До конца дня «ушли» ещё четверо. С последним я долго сидела рядом, держа его за руку, стараясь хоть так облегчить последние минуты. Душа болела, но глаза оставались сухими. Показать ему свою жалость и страх я не имела права. Вместо этого просто тихо напевала старинную мелодичную песню и ласково гладила по голове.
Молодой умирающий парень, почти мальчишка, смотрел на меня с тоской в глазах, понимая, что его жизнь отсчитывает последние минуты и крепко, до боли сжимал мою ладонь. Не просил, не умолял, не жаловался. Словно впитывал последние доступные ему ощущения. Пока, наконец, пальцы его не расслабились, а взгляд не застыл, смотря теперь в бесконечность.
Я высвободила свою руку из безвольной теперь ладони. И, в последний раз погладив по гладкой щеке, никогда не знавшей бритвы, осторожно опустила ему веки. Слёз не было, но внутри, словно что-то заледенело, закрылось, отсекая ненужные, опасные сейчас эмоции. Это война. Здесь умирают. А у меня есть ещё работа.
Поднявшись на ноги, я рассеянно окинула взглядом «палату» и неожиданно наткнулась на хмуро сверлящего меня взглядом главного целителя. Ленц стоял в проходе, скрестив руки на груди, и вид его не предвещал ничего хорошего. Но в теперь меня это уже не испугало. Видимо сказалась довольно сильная эмоциональная усталость, накопившаяся за этот день: борьба за жизнь подопечного, общая атмосфера безнадёжности, витающая в этой «палате», плюс физическая работа. Да ещё и на обед сходить забыла, забегалась.

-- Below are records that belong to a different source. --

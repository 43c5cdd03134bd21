//! Token extraction: peeling prompt decorations off a raw tag.
//!
//! Prompt tokens arrive wrapped in attention brackets and weight suffixes:
//! `(((blue_hair:1.2)))`, `[flower]`, `{smile}`. The core word is what
//! remains once every balanced enclosing pair and the trailing `: <number>`
//! weight are removed; it is what dictionaries match against, while buckets
//! keep the raw token intact.

use regex::Regex;
use serde::{Deserialize, Serialize};
use std::sync::LazyLock;

/// Trailing weight annotation: a colon, then an optionally signed decimal,
/// anchored at the end of the token.
static WEIGHT_SUFFIX_RE: LazyLock<Regex> =
    LazyLock::new(|| Regex::new(r":\s*[-+]?\d*\.?\d+\s*$").unwrap());

/// Strip enclosing bracket pairs and a trailing weight annotation.
///
/// Bracket pairs `()`, `[]`, `{}` are peeled one layer at a time while the
/// string is longer than one character and both ends match, trimming
/// whitespace after each peel. The weight suffix is then removed once.
///
/// Extraction never fails and is idempotent: an already-extracted core word
/// comes back unchanged, and empty input yields empty output.
pub fn extract_core_word(raw: &str) -> String {
    let mut part = raw.trim();
    while part.len() > 1 && is_enclosed(part) {
        part = part[1..part.len() - 1].trim();
    }
    WEIGHT_SUFFIX_RE.replace(part, "").trim().to_string()
}

/// True when the first and last bytes form a matching bracket pair.
/// Multi-byte first characters can never match, so byte slicing stays valid.
fn is_enclosed(part: &str) -> bool {
    let bytes = part.as_bytes();
    matches!(
        (bytes[0], bytes[bytes.len() - 1]),
        (b'(', b')') | (b'[', b']') | (b'{', b'}')
    )
}

/// A raw prompt token paired with its extracted core word.
#[derive(Debug, Clone, PartialEq, Eq, Serialize, Deserialize)]
pub struct PromptToken {
    /// The trimmed token exactly as it appeared in the prompt
    pub raw: String,

    /// The decoration-free word dictionaries are matched against
    pub core: String,
}

impl PromptToken {
    /// Build a token from one comma-separated piece of a prompt.
    pub fn from_raw(raw: &str) -> Self {
        let raw = raw.trim().to_string();
        let core = extract_core_word(&raw);
        Self { raw, core }
    }

    /// True when nothing but decoration remained after extraction.
    /// Such tokens are dropped by the classifier rather than bucketed.
    pub fn is_blank(&self) -> bool {
        self.core.is_empty()
    }
}
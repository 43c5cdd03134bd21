//! Remote classification backends for TagSift.
//!
//! All backends implement the `tagsift_core::RemoteClassifier` trait.
//! The instruction module assembles the request a backend sends.

pub mod instruction;
pub mod openai_compat;

pub use instruction::{default_system_prompt, request_from_config};
pub use openai_compat::OpenAiCompatClassifier;
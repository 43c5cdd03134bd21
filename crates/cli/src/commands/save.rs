//! Save command - append a block of text to one category's output file.

use tagsift_config::AppConfig;
use tagsift_engine::OutputStore;

pub async fn run(
    category: String,
    text: String,
    fast: bool,
) -> Result<(), Box<dyn std::error::Error>> {
    let config = AppConfig::load().map_err(|e| format!("Failed to load config: {e}"))?;

    if !config.categories.iter().any(|c| c.name == category) {
        return Err(format!(
            "No category named '{category}' (see `tagsift category list`)"
        )
        .into());
    }

    let store = OutputStore::new(&config.options.output_dir);
    let fast = fast || config.options.fast_save;

    if store.save(&category, &text, fast)? {
        println!("✅ Saved to {}", store.file_path(&category).display());
    } else {
        println!("⚠️  Nothing to save: the text is empty.");
    }

    Ok(())
}
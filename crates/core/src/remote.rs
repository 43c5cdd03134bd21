//! RemoteClassifier: the trait seam over LLM classification backends.
//!
//! A RemoteClassifier takes the text no dictionary claimed and asks a remote
//! model to sort it, returning the reply verbatim. One request, one response:
//! no retries, no streaming.
//!
//! Implementations: OpenAI-compatible endpoints, scripted test doubles.

use crate::error::RemoteError;
use async_trait::async_trait;
use serde::{Deserialize, Serialize};

/// One classification request for a remote model.
#[derive(Debug, Clone, Serialize, Deserialize)]
pub struct RemoteRequest {
    /// The model to use (e.g., "gpt-4o-mini")
    pub model: String,

    /// The system instruction telling the model how to sort tags
    pub system_prompt: String,

    /// The unclassified text to sort
    pub content: String,
}

/// A complete reply from a remote classifier.
#[derive(Debug, Clone, Serialize, Deserialize)]
pub struct RemoteReply {
    /// The reply text, returned verbatim
    pub content: String,

    /// Which model actually responded (may differ from requested)
    pub model: String,
}

/// The remote classification seam.
///
/// The session calls `classify()` without knowing which backend is wired in,
/// so tests can script replies and the CLI can swap endpoints via config.
#[async_trait]
pub trait RemoteClassifier: Send + Sync {
    /// A human-readable name for this backend (e.g., "openai-compatible").
    fn name(&self) -> &str;

    /// Send one request and get the complete reply.
    async fn classify(
        &self,
        request: RemoteRequest,
    ) -> std::result::Result<RemoteReply, RemoteError>;
}
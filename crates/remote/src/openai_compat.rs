//! OpenAI-compatible remote classifier.
//!
//! Works with: OpenAI, OpenRouter, Ollama, vLLM, Together AI, and any other
//! endpoint exposing a `/chat/completions` route. One request, one complete
//! response; no retries, no streaming.

use async_trait::async_trait;
use serde::Deserialize;
use tagsift_config::RemoteConfig;
use tagsift_core::{RemoteClassifier, RemoteError, RemoteReply, RemoteRequest};
use tracing::{debug, warn};

/// A classifier backed by an OpenAI-compatible `/chat/completions` endpoint.
#[derive(Debug)]
pub struct OpenAiCompatClassifier {
    base_url: String,
    api_key: String,
    client: reqwest::Client,
}

impl OpenAiCompatClassifier {
    /// Create a new classifier against a base URL.
    pub fn new(base_url: impl Into<String>, api_key: impl Into<String>) -> Self {
        let client = reqwest::Client::builder()
            .timeout(std::time::Duration::from_secs(120))
            .build()
            .expect("Failed to create HTTP client");

        Self {
            base_url: base_url.into().trim_end_matches('/').to_string(),
            api_key: api_key.into(),
            client,
        }
    }

    /// Build a classifier from the `[remote]` config table.
    ///
    /// Endpoint, API key, and model must all be present; a missing piece
    /// aborts here, before any request is sent.
    pub fn from_config(remote: &RemoteConfig) -> Result<Self, RemoteError> {
        let endpoint = require(&remote.endpoint, "endpoint")?;
        let api_key = require(
            &remote.api_key,
            "api_key (set TAGSIFT_API_KEY or [remote] api_key)",
        )?;
        require(&remote.model, "model")?;
        Ok(Self::new(endpoint, api_key))
    }

    /// The chat-completions body for one request.
    fn build_body(request: &RemoteRequest) -> serde_json::Value {
        serde_json::json!({
            "model": request.model,
            "messages": [
                { "role": "system", "content": request.system_prompt },
                { "role": "user", "content": request.content },
            ],
            "stream": false,
        })
    }
}

fn require(field: &Option<String>, name: &str) -> Result<String, RemoteError> {
    field
        .clone()
        .filter(|v| !v.trim().is_empty())
        .ok_or_else(|| RemoteError::NotConfigured(name.into()))
}

#[async_trait]
impl RemoteClassifier for OpenAiCompatClassifier {
    fn name(&self) -> &str {
        "openai-compatible"
    }

    async fn classify(
        &self,
        request: RemoteRequest,
    ) -> std::result::Result<RemoteReply, RemoteError> {
        let url = format!("{}/chat/completions", self.base_url);
        let body = Self::build_body(&request);

        debug!(model = %request.model, "Sending classification request");

        let response = self
            .client
            .post(&url)
            .header("Authorization", format!("Bearer {}", self.api_key))
            .header("Content-Type", "application/json")
            .json(&body)
            .send()
            .await
            .map_err(|e| RemoteError::Network(e.to_string()))?;

        let status = response.status().as_u16();

        if status == 429 {
            return Err(RemoteError::RateLimited {
                retry_after_secs: 5,
            });
        }

        if status == 401 || status == 403 {
            return Err(RemoteError::AuthenticationFailed(
                "Invalid API key or insufficient permissions".into(),
            ));
        }

        if status != 200 {
            let error_body = response.text().await.unwrap_or_default();
            warn!(status, body = %error_body, "Endpoint returned error");
            return Err(RemoteError::ApiError {
                status_code: status,
                message: error_body,
            });
        }

        let api_response: ApiResponse = response
            .json()
            .await
            .map_err(|e| RemoteError::InvalidResponse(format!("Failed to parse response: {e}")))?;

        let choice = api_response
            .choices
            .into_iter()
            .next()
            .ok_or_else(|| RemoteError::InvalidResponse("No choices in response".into()))?;

        Ok(RemoteReply {
            content: choice.message.content.unwrap_or_default(),
            model: api_response.model,
        })
    }
}

// --- OpenAI API types (internal) ---

#[derive(Debug, Deserialize)]
struct ApiResponse {
    model: String,
    choices: Vec<ApiChoice>,
}

#[derive(Debug, Deserialize)]
struct ApiChoice {
    message: ApiMessage,
}

#[derive(Debug, Deserialize)]
struct ApiMessage {
    content: Option<String>,
}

Поэтому, чувствуя что ещё немного и сорвусь, просто молча отвернулась и ушла в дальний угол, к своему подопечному. А когда спустя минуту бросила взгляд в сторону прохода, там уже никого не было. Ну и ладно!

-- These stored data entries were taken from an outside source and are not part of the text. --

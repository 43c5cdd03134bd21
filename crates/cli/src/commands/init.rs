//! Init command - create the config file and the dictionary folders.

use std::path::Path;

use tagsift_config::AppConfig;

pub async fn run() -> Result<(), Box<dyn std::error::Error>> {
    println!("🏷️  TagSift Setup");
    println!("=================\n");

    let config_path = AppConfig::default_path();

    let config = if config_path.exists() {
        println!("⚠️  Config already exists: {}", config_path.display());
        println!("   Leaving it untouched.\n");
        AppConfig::load_from(&config_path)?
    } else {
        std::fs::write(&config_path, AppConfig::default_toml())?;
        println!("✅ Created config: {}", config_path.display());
        AppConfig::default()
    };

    for category in &config.categories {
        let folder = Path::new(&category.path);
        if folder.is_dir() {
            println!("   Dictionary folder exists: {}", folder.display());
        } else {
            std::fs::create_dir_all(folder)?;
            println!("✅ Created dictionary folder: {}", folder.display());
        }
    }

    println!("\n🎉 Setup complete!\n");
    println!("📝 Next steps:");
    println!("   1. Drop .txt word lists into the dictionary folders");
    println!("   2. Classify a prompt: tagsift classify \"standing, red dress, smile\"");
    println!("   3. Or start an interactive session: tagsift session");
    println!();

    Ok(())
}
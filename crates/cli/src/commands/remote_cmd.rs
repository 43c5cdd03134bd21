//! Remote command - classify locally, then ask the remote model about the
//! tokens that stayed unclassified.

use tagsift_config::AppConfig;
use tagsift_core::RemoteClassifier;
use tagsift_engine::classify_prompt;
use tagsift_remote::{request_from_config, OpenAiCompatClassifier};

pub async fn run(prompt: String) -> Result<(), Box<dyn std::error::Error>> {
    let config = AppConfig::load().map_err(|e| format!("Failed to load config: {e}"))?;

    let Some(remote) = config.remote.as_ref() else {
        eprintln!();
        eprintln!("  ERROR: Remote classification is not configured!");
        eprintln!();
        eprintln!("  Add a [remote] table to {}:", AppConfig::default_path().display());
        eprintln!();
        eprintln!("    [remote]");
        eprintln!("    endpoint = \"https://api.openai.com/v1\"");
        eprintln!("    model = \"gpt-4o-mini\"");
        eprintln!();
        eprintln!("  Then set the API key:");
        eprintln!("    export TAGSIFT_API_KEY='sk-...'");
        eprintln!();
        return Err("Remote classification not configured. See message above.".into());
    };

    // Validate credentials before classifying anything.
    let classifier = OpenAiCompatClassifier::from_config(remote)?;

    let options = super::effective_options(&config.options, false, false, false);
    let state = classify_prompt(&prompt, &config.categories, &options);
    super::print_buckets(&state.render_all());

    let leftovers = state
        .unclassified()
        .map(|bucket| bucket.render())
        .unwrap_or_default();
    if leftovers.is_empty() {
        println!("  ✅ Nothing unclassified, no remote call needed.");
        println!();
        return Ok(());
    }

    let request = request_from_config(remote, &config.categories, leftovers)?;

    eprint!("  Thinking...");
    let reply = classifier.classify(request).await;
    eprint!("\r              \r");

    let reply = reply?;
    println!("  {} >", reply.model);
    for line in reply.content.lines() {
        println!("  {line}");
    }
    println!();

    Ok(())
}
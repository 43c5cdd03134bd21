//! The TagSift processing engine.
//!
//! Four components, leaf to root: dictionary loading, prompt classification,
//! bucket reassignment, and result persistence. Each handler takes explicit
//! state in and hands explicit state back; nothing here touches globals or a
//! presentation layer.

pub mod classify;
pub mod dictionary;
pub mod persist;
pub mod reassign;

pub use classify::{ClassifyOptions, classify_prompt, classify_tokens};
pub use dictionary::{CategoryDictionary, DictionarySet, load_category_words};
pub use persist::{OUTPUT_FILE_PREFIX, OutputStore, normalize_save_text};
pub use reassign::{MoveSelection, move_tokens};
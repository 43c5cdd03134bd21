//! Request assembly: the instruction a remote model receives.
//!
//! The system instruction tells the model which categories exist and what
//! shape to answer in. A `[remote] system_prompt` in the config replaces the
//! built-in instruction wholesale.

use tagsift_config::RemoteConfig;
use tagsift_core::{Category, RemoteError, RemoteRequest, UNCLASSIFIED};

/// The built-in sorting instruction for the configured categories.
pub fn default_system_prompt(categories: &[Category]) -> String {
    let names: Vec<&str> = categories.iter().map(|c| c.name.as_str()).collect();
    format!(
        "You sort Stable Diffusion prompt tags into categories. \
         The categories are: {}. \
         Answer with one line per category in the form `Category: tag, tag`, \
         assigning every tag you are given to the best-fitting category. \
         Use `{UNCLASSIFIED}` for tags that fit nowhere. Do not invent tags.",
        names.join(", ")
    )
}

/// Build one classification request from the `[remote]` config table.
///
/// The model must be configured; the system instruction falls back to the
/// built-in one when no override is set.
pub fn request_from_config(
    remote: &RemoteConfig,
    categories: &[Category],
    content: impl Into<String>,
) -> Result<RemoteRequest, RemoteError> {
    let model = remote
        .model
        .clone()
        .filter(|m| !m.trim().is_empty())
        .ok_or_else(|| RemoteError::NotConfigured("model".into()))?;

    let system_prompt = remote
        .system_prompt
        .clone()
        .filter(|p| !p.trim().is_empty())
        .unwrap_or_else(|| default_system_prompt(categories));

    Ok(RemoteRequest {
        model,
        system_prompt,
        content: content.into(),
    })
}

#[cfg(test)]
mod tests {
    use super::*;

    #[test]
    fn default_prompt_lists_every_category() {
        let categories = vec![
            Category::new("Poses", "Poses"),
            Category::new("Clothes", "Clothes"),
        ];
        let prompt = default_system_prompt(&categories);
        assert!(prompt.contains("Poses, Clothes"));
        assert!(prompt.contains(UNCLASSIFIED));
    }

    #[test]
    fn request_uses_the_configured_override() {
        let remote = RemoteConfig {
            endpoint: Some("https://api.example.com/v1".into()),
            api_key: Some("sk-test".into()),
            model: Some("gpt-4o-mini".into()),
            system_prompt: Some("custom instruction".into()),
        };
        let request = request_from_config(&remote, &[], "mystery_tag").unwrap();
        assert_eq!(request.model, "gpt-4o-mini");
        assert_eq!(request.system_prompt, "custom instruction");
        assert_eq!(request.content, "mystery_tag");
    }

    #[test]
    fn request_falls_back_to_the_builtin_instruction() {
        let remote = RemoteConfig {
            model: Some("gpt-4o-mini".into()),
            ..RemoteConfig::default()
        };
        let categories = vec![Category::new("Poses", "Poses")];
        let request = request_from_config(&remote, &categories, "tag").unwrap();
        assert!(request.system_prompt.contains("Poses"));
    }

    #[test]
    fn missing_model_aborts_before_any_request() {
        let remote = RemoteConfig::default();
        let err = request_from_config(&remote, &[], "tag").unwrap_err();
        assert!(matches!(err, RemoteError::NotConfigured(_)));
        assert!(err.to_string().contains("model"));
    }
}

Однако гром всё же грянул. Не в госпитале. В шатре, который мы всё ещё делили на двоих.
Ближе к вечеру пришла Тильда и сказала, что приглядит за моим подопечным. Пока я поем и пару часиков отдохну перед ночным дежурством. Я не стала отказываться от такого подарка: усталость брала своё. Искренне поблагодарив подругу, я сначала завернула в столовую, где через силу затолкала в себя плотный ужин. Есть снова не хотелось, но я помнила мудрое наставление и старалась лишний раз не вредить своему организму.
И стоило мне только вернуться к себе, как оказалось. Что в шатре меня поджидает весьма недовольный целитель. Хотя недовольный — это ещё мягко сказано. Не стесняясь в выражениях, Ленц отчитал меня за излишнюю инициативу, эмоциональность и впечатлительность. На что я, не сдержавшись-таки, обозвала его бездушным сухарём и циником, после чего просто ушла.
Была бы дверь — обязательно бы ей хлопнула. Но мягкий шелест опускаемого полога прозвучал неубедительно. А я вся пылала от негодования и незаслуженной обиды. Об отдыхе в таком состоянии не могло быть и речи, поэтому я поспешила вернуться в госпитальный шатёр. Надеялась, что Ленц хоть туда не заявится со своими нравоучениями и претензиями. Его смена уже закончилась, так что, уж он-то свой отдых не упустит.
Найдя Тильду, сидящую на складном стульчике возле моего спящего пациента и мирно вяжущую шерстяной носок, я не удержавшись, высказала ей всё, что у меня накипело в отношении непосредственного начальства.
Но женщина лишь улыбнулась и покачала головой.
— Не переживай ты так, Эрин. Ну, подумаешь, слово бранное сказал — с кем не бывает?
— Если бы только слово! Такое впечатление, что он невзлюбил меня сразу же, как только увидел! — в сердцах воскликнула я. — Что ни делаю, всё не так! Да ещё и перед другими высмеивает. Совершенно невозможный человек, пусть даже трижды прекрасный лекарь!
— Да ладно тебе, остынь. Эрих человек неплохой, хоть и дурит иногда изрядно. Но врачеватель он от богов — это ты верно подметила. Просто навалилось на него много в последнее время, а мужики — не бабы. Сама знаешь: у нас, женщин, какое горе, так мы поплакали, покричали, разбили что-нибудь и от сердца отлегло. А им что остаётся? Только в себе держать да терпеть. Вот и выливается это в чудачества или грубость. Как по мне, так лучше бы уж плакали иногда, чем морды друг другу били или пили запойно.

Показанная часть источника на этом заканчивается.